Books-A-Million.  Amazon. Kindles. 

These are all places to buy “books”. You can walk in or log in and purchase whatever you want to read with ever increasing simplicity. In a culture that I feel does not read enough, I should be happy to see it become easier for people to access what they want to read in any medium they enjoy. 

I have to be honest though and admit that I see these places and technological “advances” as nothing less than a total affront to book reading. 

Reading a book is more to me than just the words. The words are the deal breaker, but the experience is in the packaging. There is something about the way a book fits in your hands… the way it smells… the sound of the pages as they turn… the way a used book seems wiser, or at least more experienced, than a new one…
It is called “reading a book” for a reason. It is not “reading a collection of words” or “reading a file”. It is reading a book.

If any part of you agrees with me on any of these “book purist values” than you need to visit McDowell’s Emporium. 

I live in a town that does not have a lot of book stores. There was a time in my life when I would spend a week’s worth of lunch hours visiting different book stores every day. Now that I live in a smaller town my options are more limited, to say the least. There are a few bookstore gems hiding around the Upstate but I am happy to say that the best of these is three blocks from my home. Quality book stores do not get much better than that. 

I live in an old neighborhood. My home is at least 65 years old and is middle-aged for the homes on the blocks that surround me. McDowell’s is just another house in my neighborhood, but its unique feature is that it has been converted into a bookstore. By converted, I mean that you walk into an old house that has no discernable living- or bed- rooms because every inch of wall space has a book shelf against it. This is not an old house converted into a book store – this is a Book Home.
 
The aroma when you walk in is the first part of the McDowell’s experience. The smell of an old book is distinct and indescribable and will be never be replaced my any technological advance. This scent hits your nose as soon you walk through the door and engulfs you as you make your way through the store.

You wander the aisles. You slide from room-to-room trying to discern the categorical system. You look for books and authors you might want to read but inevitably you find authors you forgot about and books you never heard of. You leave, not with profound success of a mission accomplished, but with the feeling of a kid on Christmas Day that opened up the present that you never knew you wanted.
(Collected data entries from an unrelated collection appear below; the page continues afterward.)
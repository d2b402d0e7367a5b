// SPDX-License-Identifier: AGPL-3.0-or-later
//
// Copyright (C) 2026 Relational Network

//! Durable resource identifiers.
//!
//! A resource id is a signed token minted by its creator. Anyone can recover
//! the creator from it at any time; freshness is never applied.

use axum::{
    extract::{Path, State},
    Json,
};
use chrono::{DateTime, Utc};
use serde::Serialize;
use utoipa::ToSchema;

use crate::{auth::Pubkey, error::ApiError, state::AppState};

#[derive(Debug, Serialize, ToSchema)]
pub struct ResourceCreatorResponse {
    pub resource_id: String,
    pub creator: Pubkey,
    /// When the id was minted, as signed by the creator
    pub created_at: Option<DateTime<Utc>>,
}

/// Recover the creator of a resource id.
#[utoipa::path(
    get,
    path = "/v1/resources/{id}/creator",
    tag = "Resources",
    params(("id" = String, Path, description = "Base64url resource id")),
    responses(
        (status = 200, description = "Creator pubkey", body = ResourceCreatorResponse),
        (status = 401, description = "Malformed id or invalid signature"),
    )
)]
pub async fn creator(
    State(state): State<AppState>,
    Path(id): Path<String>,
) -> Result<Json<ResourceCreatorResponse>, ApiError> {
    let verified = state.verifier.verify_resource_id(&id)?;
    Ok(Json(ResourceCreatorResponse {
        resource_id: id,
        creator: verified.pubkey,
        created_at: DateTime::from_timestamp(i64::from(verified.timestamp), 0),
    }))
}
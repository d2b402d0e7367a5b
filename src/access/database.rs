// SPDX-License-Identifier: AGPL-3.0-or-later
//
// Copyright (C) 2026 Relational Network

//! Embedded RBAC database backed by redb (pure Rust, ACID).
//!
//! ## Table Layout
//!
//! - `workspaces`: workspace uuid → serialized Workspace
//! - `members`: composite key (uuid|pubkey) → serialized WorkspaceMember
//! - `role_assignments`: composite key (uuid|pubkey|role) → serialized RoleAssignment
//!
//! Composite keys put every row of one member under a common prefix so
//! lookups and removals are single range scans.

use std::path::Path;

use async_trait::async_trait;
use chrono::{DateTime, Utc};
use redb::{Database, ReadableDatabase, ReadableTable, TableDefinition};
use uuid::Uuid;

use super::store::{
    RoleAssignment, RoleStore, StoreResult, StoreStats, Workspace, WorkspaceMember,
};
use crate::auth::{Pubkey, Role};

// =============================================================================
// Table Definitions
// =============================================================================

const WORKSPACES: TableDefinition<&str, &[u8]> = TableDefinition::new("workspaces");

const MEMBERS: TableDefinition<&[u8], &[u8]> = TableDefinition::new("members");

const ROLE_ASSIGNMENTS: TableDefinition<&[u8], &[u8]> = TableDefinition::new("role_assignments");

// =============================================================================
// Key Helpers
// =============================================================================

/// `uuid|pubkey|`, the prefix shared by a member's rows.
fn make_prefix(workspace_uuid: Uuid, pubkey: &Pubkey) -> Vec<u8> {
    let uuid = workspace_uuid.to_string();
    let mut key = Vec::with_capacity(uuid.len() + 1 + pubkey.as_str().len() + 1);
    key.extend_from_slice(uuid.as_bytes());
    key.push(b'|');
    key.extend_from_slice(pubkey.as_str().as_bytes());
    key.push(b'|');
    key
}

/// Upper bound for a range scan over `make_prefix`.
fn make_prefix_end(workspace_uuid: Uuid, pubkey: &Pubkey) -> Vec<u8> {
    let mut end = make_prefix(workspace_uuid, pubkey);
    end.push(0xFF);
    end
}

fn make_role_key(assignment: &RoleAssignment) -> Vec<u8> {
    let mut key = make_prefix(assignment.workspace_uuid, &assignment.owner_pubkey);
    key.extend_from_slice(assignment.role.as_str().as_bytes());
    key
}

// =============================================================================
// RedbRoleStore
// =============================================================================

/// Durable RBAC store.
pub struct RedbRoleStore {
    db: Database,
}

impl RedbRoleStore {
    /// Open (or create) the database at the given path.
    pub fn open(path: &Path) -> StoreResult<Self> {
        if let Some(parent) = path.parent() {
            std::fs::create_dir_all(parent)?;
        }
        let db = Database::create(path)?;

        // Pre-create all tables so later read transactions don't fail
        let write_txn = db.begin_write()?;
        {
            let _ = write_txn.open_table(WORKSPACES)?;
            let _ = write_txn.open_table(MEMBERS)?;
            let _ = write_txn.open_table(ROLE_ASSIGNMENTS)?;
        }
        write_txn.commit()?;

        Ok(Self { db })
    }
}

#[async_trait]
impl RoleStore for RedbRoleStore {
    async fn workspace(&self, workspace_uuid: Uuid) -> StoreResult<Option<Workspace>> {
        let read_txn = self.db.begin_read()?;
        let table = read_txn.open_table(WORKSPACES)?;
        match table.get(workspace_uuid.to_string().as_str())? {
            Some(value) => Ok(Some(serde_json::from_slice(value.value())?)),
            None => Ok(None),
        }
    }

    async fn create_workspace(&self, workspace: Workspace) -> StoreResult<bool> {
        let key = workspace.uuid.to_string();
        let json = serde_json::to_vec(&workspace)?;

        let write_txn = self.db.begin_write()?;
        {
            let mut table = write_txn.open_table(WORKSPACES)?;
            if table.get(key.as_str())?.is_some() {
                return Ok(false);
            }
            table.insert(key.as_str(), json.as_slice())?;
        }
        write_txn.commit()?;
        Ok(true)
    }

    async fn is_member(&self, workspace_uuid: Uuid, pubkey: &Pubkey) -> StoreResult<bool> {
        let read_txn = self.db.begin_read()?;
        let table = read_txn.open_table(MEMBERS)?;
        let key = make_prefix(workspace_uuid, pubkey);
        Ok(table.get(key.as_slice())?.is_some())
    }

    async fn add_member(&self, member: WorkspaceMember) -> StoreResult<bool> {
        let key = make_prefix(member.workspace_uuid, &member.pubkey);
        let json = serde_json::to_vec(&member)?;

        let write_txn = self.db.begin_write()?;
        {
            let mut table = write_txn.open_table(MEMBERS)?;
            if table.get(key.as_slice())?.is_some() {
                return Ok(false);
            }
            table.insert(key.as_slice(), json.as_slice())?;
        }
        write_txn.commit()?;
        Ok(true)
    }

    async fn remove_member(&self, workspace_uuid: Uuid, pubkey: &Pubkey) -> StoreResult<bool> {
        let prefix = make_prefix(workspace_uuid, pubkey);
        let prefix_end = make_prefix_end(workspace_uuid, pubkey);

        let write_txn = self.db.begin_write()?;
        let removed = {
            let mut members = write_txn.open_table(MEMBERS)?;
            let removed = members.remove(prefix.as_slice())?.is_some();

            let mut roles = write_txn.open_table(ROLE_ASSIGNMENTS)?;
            let mut keys = Vec::new();
            for entry in roles.range(prefix.as_slice()..prefix_end.as_slice())? {
                let (key, _) = entry?;
                keys.push(key.value().to_vec());
            }
            for key in &keys {
                roles.remove(key.as_slice())?;
            }
            removed
        };
        write_txn.commit()?;
        Ok(removed)
    }

    async fn roles_for(&self, workspace_uuid: Uuid, pubkey: &Pubkey) -> StoreResult<Vec<RoleAssignment>> {
        let prefix = make_prefix(workspace_uuid, pubkey);
        let prefix_end = make_prefix_end(workspace_uuid, pubkey);

        let read_txn = self.db.begin_read()?;
        let table = read_txn.open_table(ROLE_ASSIGNMENTS)?;
        let mut results = Vec::new();
        for entry in table.range(prefix.as_slice()..prefix_end.as_slice())? {
            let (_, value) = entry?;
            results.push(serde_json::from_slice(value.value())?);
        }
        Ok(results)
    }

    async fn grant_roles(
        &self,
        workspace_uuid: Uuid,
        target: &Pubkey,
        roles: &[Role],
        created: DateTime<Utc>,
    ) -> StoreResult<Option<Vec<RoleAssignment>>> {
        let member_key = make_prefix(workspace_uuid, target);

        let write_txn = self.db.begin_write()?;
        let granted = {
            let workspaces = write_txn.open_table(WORKSPACES)?;
            let is_owner = match workspaces.get(workspace_uuid.to_string().as_str())? {
                Some(value) => {
                    let workspace: Workspace = serde_json::from_slice(value.value())?;
                    &workspace.owner_pubkey == target
                }
                None => false,
            };
            let members = write_txn.open_table(MEMBERS)?;
            if !is_owner && members.get(member_key.as_slice())?.is_none() {
                return Ok(None);
            }

            let mut table = write_txn.open_table(ROLE_ASSIGNMENTS)?;
            let mut granted = Vec::with_capacity(roles.len());
            for &role in roles {
                let assignment = RoleAssignment {
                    workspace_uuid,
                    owner_pubkey: target.clone(),
                    role,
                    created,
                };
                let key = make_role_key(&assignment);
                let existing = match table.get(key.as_slice())? {
                    Some(value) => Some(serde_json::from_slice::<RoleAssignment>(value.value())?),
                    None => None,
                };
                match existing {
                    Some(stored) => granted.push(stored),
                    None => {
                        let json = serde_json::to_vec(&assignment)?;
                        table.insert(key.as_slice(), json.as_slice())?;
                        granted.push(assignment);
                    }
                }
            }
            granted
        };
        write_txn.commit()?;
        Ok(Some(granted))
    }

    async fn stats(&self) -> StoreResult<StoreStats> {
        let read_txn = self.db.begin_read()?;
        let workspaces = read_txn.open_table(WORKSPACES)?.iter()?.count();
        let members = read_txn.open_table(MEMBERS)?.iter()?.count();
        let role_assignments = read_txn.open_table(ROLE_ASSIGNMENTS)?.iter()?.count();
        Ok(StoreStats {
            workspaces,
            members,
            role_assignments,
        })
    }
}
// SPDX-License-Identifier: AGPL-3.0-or-later
//
// Copyright (C) 2026 Relational Network

use axum::{
    routing::{delete, get, post},
    Router,
};
use tower_http::{cors::CorsLayer, trace::TraceLayer};
use utoipa::{
    openapi::security::{ApiKey, ApiKeyValue, SecurityScheme},
    Modify, OpenApi,
};
use utoipa_swagger_ui::SwaggerUi;

use crate::{
    access::{RoleAssignment, Workspace},
    auth::{
        extractor::SESSION_HEADER, AuthMethod, AuthenticatedPubkey, IssuedSession, Pubkey, Role,
    },
    login::{ChallengeStatus, IssuedChallenge},
    state::AppState,
};

pub mod admin;
pub mod health;
pub mod lnauth;
pub mod resources;
pub mod roles;
pub mod session;
pub mod workspaces;

pub fn router(state: AppState) -> Router {
    let v1_routes = Router::new()
        .route("/lnauth", get(lnauth::issue_challenge))
        .route("/lnauth/callback", get(lnauth::lnurl_callback))
        .route("/lnauth/{k1}/signature", post(lnauth::submit_signature))
        .route("/lnauth/poll/{k1}", get(lnauth::poll))
        .route("/auth/refresh", post(session::refresh))
        .route("/auth/me", get(session::me))
        .route("/roles", get(roles::list_roles))
        .route("/resources/{id}/creator", get(resources::creator))
        .route("/workspaces", post(workspaces::create_workspace))
        .route("/workspaces/{uuid}/users", post(workspaces::add_member))
        .route(
            "/workspaces/{uuid}/users/{pubkey}",
            delete(workspaces::remove_member),
        )
        .route(
            "/workspaces/{uuid}/users/{pubkey}/roles",
            get(workspaces::user_roles).post(workspaces::add_roles),
        )
        .route("/workspaces/{uuid}/access", get(workspaces::check_access))
        .route("/admin/stats", get(admin::stats))
        .route("/admin/resource-ids", post(admin::mint_resource_id));

    Router::new()
        .route("/health", get(health::health))
        .route("/health/live", get(health::liveness))
        .route("/health/ready", get(health::readiness))
        .nest("/v1", v1_routes)
        .with_state(state)
        .merge(SwaggerUi::new("/docs").url("/api-doc/openapi.json", ApiDoc::openapi()))
        .layer(TraceLayer::new_for_http())
        .layer(CorsLayer::permissive())
}

/// Session header and signed query token schemes.
struct SecurityAddon;

impl Modify for SecurityAddon {
    fn modify(&self, openapi: &mut utoipa::openapi::OpenApi) {
        if let Some(components) = openapi.components.as_mut() {
            components.add_security_scheme(
                "session",
                SecurityScheme::ApiKey(ApiKey::Header(ApiKeyValue::with_description(
                    SESSION_HEADER,
                    "Session JWT obtained from a login poll or refresh",
                ))),
            );
            components.add_security_scheme(
                "token",
                SecurityScheme::ApiKey(ApiKey::Query(ApiKeyValue::with_description(
                    "token",
                    "Base64url signed timestamp token: 4-byte big-endian unix time followed by a 65-byte compact signature",
                ))),
            );
        }
    }
}

#[derive(OpenApi)]
#[openapi(
    paths(
        health::health,
        health::liveness,
        health::readiness,
        lnauth::issue_challenge,
        lnauth::lnurl_callback,
        lnauth::submit_signature,
        lnauth::poll,
        session::refresh,
        session::me,
        roles::list_roles,
        resources::creator,
        workspaces::create_workspace,
        workspaces::add_member,
        workspaces::remove_member,
        workspaces::user_roles,
        workspaces::add_roles,
        workspaces::check_access,
        admin::stats,
        admin::mint_resource_id
    ),
    components(
        schemas(
            Pubkey,
            Role,
            AuthMethod,
            AuthenticatedPubkey,
            IssuedSession,
            IssuedChallenge,
            ChallengeStatus,
            Workspace,
            RoleAssignment,
            health::ReadyResponse,
            health::HealthChecks,
            health::HealthResponse,
            lnauth::SignatureProofRequest,
            lnauth::SignatureProofResponse,
            lnauth::PollResponse,
            resources::ResourceCreatorResponse,
            workspaces::CreateWorkspaceRequest,
            workspaces::AddMemberRequest,
            workspaces::AddRolesRequest,
            workspaces::UserRolesResponse,
            workspaces::AccessResponse,
            admin::SystemStatsResponse,
            admin::MintedResourceId
        )
    ),
    modifiers(&SecurityAddon),
    tags(
        (name = "Health", description = "Liveness and readiness probes"),
        (name = "Login", description = "LNURL-auth challenge login"),
        (name = "Session", description = "Session inspection and refresh"),
        (name = "Roles", description = "Role registry"),
        (name = "Resources", description = "Signed resource identifiers"),
        (name = "Workspaces", description = "Workspace membership and role grants"),
        (name = "Admin", description = "Operator endpoints")
    )
)]
struct ApiDoc;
This is the experience of a used book store.

I would rather walk into McDowell’s and buy a book I did not know I wanted than go into a mega-store for a new release from one of my favorite authors. Visiting a used book store is like going on a treasure hunt that I know I am going to win. I walk in with only a vague idea of what I am looking for and leave with something that I cannot wait to read.  

Last week it was a Norman Mailer book for me and a ten-cent children’s book that Ivan picked out. We both saw things we plan on picking up “next time” but inevitably we will forget what they were and begin our search all over again. I cannot wait to see what new treasures await.

McDowells Emporium’s business card brags that it has been “feeding bookworms since 1988”. I am honored to have them feed me.